'where is the text printed by C printf
I happened encounter a trouble with calling C printf function from SBCL via cffi. The problem is when I call printf function, I can't find the output text, just the return value of printf function show on the REPL. But when I quit SBCL, the output text appears on the terminal magically.
$ sbcl
* (ql:quickload :cffi)
* (cffi:foreign-funcall "printf" :string "hello" :int)
;;=> 5
* (quit)
hello$
The last line, "hello$" means when quit from SBCL, the text "hello" appears on terminal and followed with the shell prompt "$". So where does printf print the text "hello" to?

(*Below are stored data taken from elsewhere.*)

//! Registers [`hookscan::HostBindings`] as Python-callable functions, and
//! drives a scan with the live [`ParserState`] reachable from them.
//!
//! `#[pyfunction]` has no closure environment — a registered function can't
//! capture the `ParserState` it should call back into the way a Rust
//! closure would, so one module-level cell holds the live state instead,
//! populated only for the duration of one `run` call (see `DESIGN.md` for
//! why that scoping is safe).

use std::cell::RefCell;
use std::path::Path;
use std::ptr::NonNull;

use pyo3::exceptions::{PyRuntimeError, PyTypeError};
use pyo3::sync::GILOnceCell;
use pyo3::types::{PyAny, PyBytes, PyList, PyModule, PyString, PyTuple};
use pyo3::{wrap_pyfunction, Py, PyErr, PyResult, Python};

use hookscan::error::{RunError, ScanError, ScanErrorKind};
use hookscan::ParserState;

use crate::evaluator::PyEvaluator;
use crate::py_bytes::PyLazyBytes;

/// `NonNull` isn't `Send` on its own; this asserts it's sound to move
/// across threads because every access is already serialized by the GIL —
/// no two Python threads can run a registered function concurrently.
struct StatePtr(NonNull<ParserState<PyEvaluator>>);
unsafe impl Send for StatePtr {}

static ACTIVE_STATE: GILOnceCell<RefCell<Option<StatePtr>>> = GILOnceCell::new();

fn active_cell(py: Python<'_>) -> &RefCell<Option<StatePtr>> {
    ACTIVE_STATE.get_or_init(py, || RefCell::new(None))
}

fn scan_err(err: ScanError) -> PyErr {
    PyRuntimeError::new_err(err.to_string())
}

/// Runs `state` to completion with every registered `HostBindings` function
/// able to reach it, then clears the module global again regardless of how
/// the run ended.
pub fn run(py: Python<'_>, state: &mut ParserState<PyEvaluator>) -> PyResult<()> {
    log::debug!("registering active scan state for host bindings");
    *active_cell(py).borrow_mut() = Some(StatePtr(NonNull::from(&mut *state)));
    let result = hookscan::scanner::run(state);
    *active_cell(py).borrow_mut() = None;
    result.map_err(run_err)
}

fn run_err(err: RunError) -> PyErr {
    match err {
        RunError::Scan(e) => scan_err(e),
        RunError::Io(e) => PyErr::from(e),
    }
}

/// Looks up the currently active `ParserState` and hands it to `f`.
///
/// # Safety
///
/// The pointer in `ACTIVE_STATE` is only ever set by [`run`] for the
/// duration of its call, and only one Python thread can be executing at a
/// time (the GIL), so the exclusive borrow handed to `f` cannot alias any
/// other live reference to the same `ParserState`.
fn with_state<R>(py: Python<'_>, f: impl FnOnce(&mut ParserState<PyEvaluator>) -> R) -> PyResult<R> {
    let cell = active_cell(py);
    let guard = cell.borrow();
    let ptr = guard
        .as_ref()
        .map(|p| p.0)
        .ok_or_else(|| PyRuntimeError::new_err("hookscan: no scan is currently running"))?;
    drop(guard);
    // SAFETY: see the function doc comment.
    let state = unsafe { &mut *ptr.as_ptr() };
    Ok(f(state))
}

/// Generates one `#[pyfunction]` wrapper per `HostBindings` method.
///
/// The `fn` form is for infallible bindings, whose body evaluates directly
/// to the return type. The `try fn` form is for the handful (`pushinput`,
/// `pushoutput`) that can fail with a `ScanError`; their body evaluates to a
/// `PyResult` that is propagated rather than wrapped again. `seteater` and
/// `multihook` need their own argument dispatch ahead of `HostBindings` and
/// are written out by hand instead of through this macro.
macro_rules! host_fn {
    (fn $name:ident($($arg:ident : $ty:ty),* $(,)?) -> $ret:ty { $($body:tt)* }) => {
        #[pyfunction]
        fn $name(py: Python<'_>, $($arg: $ty),*) -> PyResult<$ret> {
            with_state(py, |state: &mut ParserState<PyEvaluator>| { $($body)* })
        }
    };
    (try fn $name:ident($($arg:ident : $ty:ty),* $(,)?) -> $ret:ty { $($body:tt)* }) => {
        #[pyfunction]
        fn $name(py: Python<'_>, $($arg: $ty),*) -> PyResult<$ret> {
            with_state(py, |state: &mut ParserState<PyEvaluator>| -> PyResult<$ret> {
                $($body)*
            })?
        }
    };
}

host_fn! {
    fn write(data: &PyBytes) -> () {
        state.write(data.as_bytes());
    }
}

host_fn! {
    fn puts(data: &PyBytes) -> () {
        state.puts(data.as_bytes());
    }
}

host_fn! {
    fn hookbeg() -> Py<PyBytes> {
        PyLazyBytes::new(state.hookbeg()).to_python(py).into()
    }
}

host_fn! {
    fn hookend() -> Py<PyBytes> {
        PyLazyBytes::new(state.hookend()).to_python(py).into()
    }
}

host_fn! {
    fn hookesc() -> Py<PyBytes> {
        PyLazyBytes::new(state.hookesc()).to_python(py).into()
    }
}

host_fn! {
    fn sethook(begin: &PyBytes, end: &PyBytes) -> () {
        state.sethook(begin.as_bytes(), end.as_bytes());
    }
}

host_fn! {
    fn sethookbeg(data: &PyBytes) -> () {
        state.sethookbeg(data.as_bytes());
    }
}

host_fn! {
    fn sethookend(data: &PyBytes) -> () {
        state.sethookend(data.as_bytes());
    }
}

host_fn! {
    fn sethookesc(data: &PyBytes) -> () {
        state.sethookesc(data.as_bytes());
    }
}

/// Coerces a Python value accepted wherever a hook token is expected to its
/// bytes: `bytes` as-is, `str` UTF-8-encoded. Anything else is `None`, for
/// the caller to turn into a positioned error.
fn as_hook_bytes<'a>(obj: &'a PyAny) -> Option<std::borrow::Cow<'a, [u8]>> {
    if let Ok(b) = obj.downcast::<PyBytes>() {
        Some(std::borrow::Cow::Borrowed(b.as_bytes()))
    } else if let Ok(s) = obj.downcast::<PyString>() {
        s.to_str().ok().map(|s| std::borrow::Cow::Owned(s.as_bytes().to_vec()))
    } else {
        None
    }
}

#[pyfunction]
fn seteater(py: Python<'_>, data: &PyAny) -> PyResult<()> {
    let eater = if data.is_none() {
        None
    } else {
        match as_hook_bytes(data) {
            Some(bytes) => Some(bytes.into_owned()),
            None => {
                return with_state(py, |state: &mut ParserState<PyEvaluator>| {
                    Err(scan_err(state.position_error(ScanErrorKind::EaterType)))
                })?
            }
        }
    };
    with_state(py, |state: &mut ParserState<PyEvaluator>| {
        state.seteater(eater.as_deref());
    })
}

/// Splits a flat sequence of hook tokens into begin/end pairs with no
/// suspend token, used by both of the calling forms that pass bare strings
/// rather than sub-lists.
fn pairs_to_triples(tokens: Vec<Vec<u8>>) -> PyResult<Vec<(Vec<u8>, Vec<u8>, Option<Vec<u8>>)>> {
    if tokens.len() % 2 != 0 {
        return Err(PyTypeError::new_err(
            "multihook: a flat sequence of strings must have an even number of elements",
        ));
    }
    Ok(tokens
        .chunks_exact(2)
        .map(|pair| (pair[0].clone(), pair[1].clone(), None))
        .collect())
}

/// Reads a sub-list calling form: each element is itself a 2- or 3-element
/// list/tuple of hook tokens, the third (if present) the suspend token.
fn sublists_to_triples(
    items: &PyAny,
) -> PyResult<Vec<(Vec<u8>, Vec<u8>, Option<Vec<u8>>)>> {
    let mut triples = Vec::new();
    for item in items.iter()? {
        let item = item?;
        let elems: Vec<&PyAny> = item.iter()?.collect::<PyResult<_>>()?;
        let bytes: Vec<Vec<u8>> = elems
            .iter()
            .map(|e| {
                as_hook_bytes(e).map(|b| b.into_owned()).ok_or_else(|| {
                    PyTypeError::new_err("multihook: hook tokens must be strings")
                })
            })
            .collect::<PyResult<_>>()?;
        match bytes.len() {
            2 => triples.push((bytes[0].clone(), bytes[1].clone(), None)),
            3 => triples.push((bytes[0].clone(), bytes[1].clone(), Some(bytes[2].clone()))),
            _ => {
                return Err(PyTypeError::new_err(
                    "multihook: each sub-list must have 2 or 3 elements",
                ))
            }
        }
    }
    Ok(triples)
}

/// Parses `multihook`'s three accepted calling forms: a flat sequence of
/// strings (even count, read as begin/end pairs), a single list of such
/// strings, or a list of 2- or 3-element sub-lists (the third element, if
/// present, a suspend token).
fn parse_multihook_args(
    args: &PyTuple,
) -> PyResult<Vec<(Vec<u8>, Vec<u8>, Option<Vec<u8>>)>> {
    if args.len() > 1 {
        // A flat sequence of strings passed as separate positional arguments.
        let tokens = args
            .iter()
            .map(|a| {
                as_hook_bytes(a)
                    .map(|b| b.into_owned())
                    .ok_or_else(|| PyTypeError::new_err("multihook: hook tokens must be strings"))
            })
            .collect::<PyResult<Vec<_>>>()?;
        return pairs_to_triples(tokens);
    }

    let only = args
        .get_item(0)
        .map_err(|_| PyTypeError::new_err("multihook: expected at least one argument"))?;

    if let Some(token) = as_hook_bytes(only) {
        // A single string: degenerate one-element "flat sequence", rejected
        // below by the even-count check unless it is itself the whole list.
        return pairs_to_triples(vec![token.into_owned()]);
    }

    if let Ok(list) = only.downcast::<PyList>() {
        let all_strings = list.iter().all(|e| as_hook_bytes(e).is_some());
        if all_strings {
            let tokens = list
                .iter()
                .map(|e| as_hook_bytes(e).unwrap().into_owned())
                .collect();
            return pairs_to_triples(tokens);
        }
        return sublists_to_triples(list);
    }

    sublists_to_triples(only)
}

#[pyfunction(signature = (*args))]
fn multihook(py: Python<'_>, args: &PyTuple) -> PyResult<()> {
    let triples = parse_multihook_args(args)?;
    with_state(py, |state: &mut ParserState<PyEvaluator>| {
        state.multihook(&triples).map_err(scan_err)
    })?
}

host_fn! {
    fn ifilename() -> String {
        state.ifilename().to_string()
    }
}

host_fn! {
    fn ilinenumber() -> usize {
        state.ilinenumber()
    }
}

host_fn! {
    fn ofilename() -> String {
        state.ofilename().to_string()
    }
}

host_fn! {
    fn olinenumber() -> usize {
        state.olinenumber()
    }
}

host_fn! {
    try fn pushinput(name: Option<String>) -> () {
        state.pushinput(name.as_deref().map(Path::new)).map_err(scan_err)
    }
}

host_fn! {
    fn closeinput() -> () {
        state.closeinput();
    }
}

host_fn! {
    try fn pushoutput(name: Option<String>) -> () {
        state.pushoutput(name.as_deref().map(Path::new)).map_err(scan_err)
    }
}

host_fn! {
    fn closeoutput() -> () {
        state.closeoutput();
    }
}

host_fn! {
    fn block() -> () {
        state.block();
    }
}

host_fn! {
    fn unblock() -> () {
        state.unblock();
    }
}

/// Adds every generated wrapper to the embedding's module namespace.
pub fn register(m: &PyModule) -> PyResult<()> {
    m.add_function(wrap_pyfunction!(write, m)?)?;
    m.add_function(wrap_pyfunction!(puts, m)?)?;
    m.add_function(wrap_pyfunction!(hookbeg, m)?)?;
    m.add_function(wrap_pyfunction!(hookend, m)?)?;
    m.add_function(wrap_pyfunction!(hookesc, m)?)?;
    m.add_function(wrap_pyfunction!(sethook, m)?)?;
    m.add_function(wrap_pyfunction!(sethookbeg, m)?)?;
    m.add_function(wrap_pyfunction!(sethookend, m)?)?;
    m.add_function(wrap_pyfunction!(sethookesc, m)?)?;
    m.add_function(wrap_pyfunction!(seteater, m)?)?;
    m.add_function(wrap_pyfunction!(multihook, m)?)?;
    m.add_function(wrap_pyfunction!(ifilename, m)?)?;
    m.add_function(wrap_pyfunction!(ilinenumber, m)?)?;
    m.add_function(wrap_pyfunction!(ofilename, m)?)?;
    m.add_function(wrap_pyfunction!(olinenumber, m)?)?;
    m.add_function(wrap_pyfunction!(pushinput, m)?)?;
    m.add_function(wrap_pyfunction!(closeinput, m)?)?;
    m.add_function(wrap_pyfunction!(pushoutput, m)?)?;
    m.add_function(wrap_pyfunction!(closeoutput, m)?)?;
    m.add_function(wrap_pyfunction!(block, m)?)?;
    m.add_function(wrap_pyfunction!(unblock, m)?)?;
    Ok(())
}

I tried `finish-output', `force-output' on *standard-output* but that does not work.
Solution 1:[1]
The problem is that C's stdio library has its own buffering that has nothing to do with Lisp's. Flushing the output requires you to have a pointer to C's FILE *stdout variable. You can get this pointer like this:
(cffi:defcvar ("stdout" stdout) :pointer)
Then, after using printf:
(cffi:foreign-funcall "fflush" :pointer stdout :int)
Solution 2:[2]
Write in flush.c:
#include <stdio.h>
void flush() {
fflush(stdout);
}
Then:gcc -fpic -shared flush.c -o flush.so
Then in SLIME:
(cffi:load-foreign-library "./flush.so")
(cffi:foreign-funcall "puts" :string "Hello World" :int)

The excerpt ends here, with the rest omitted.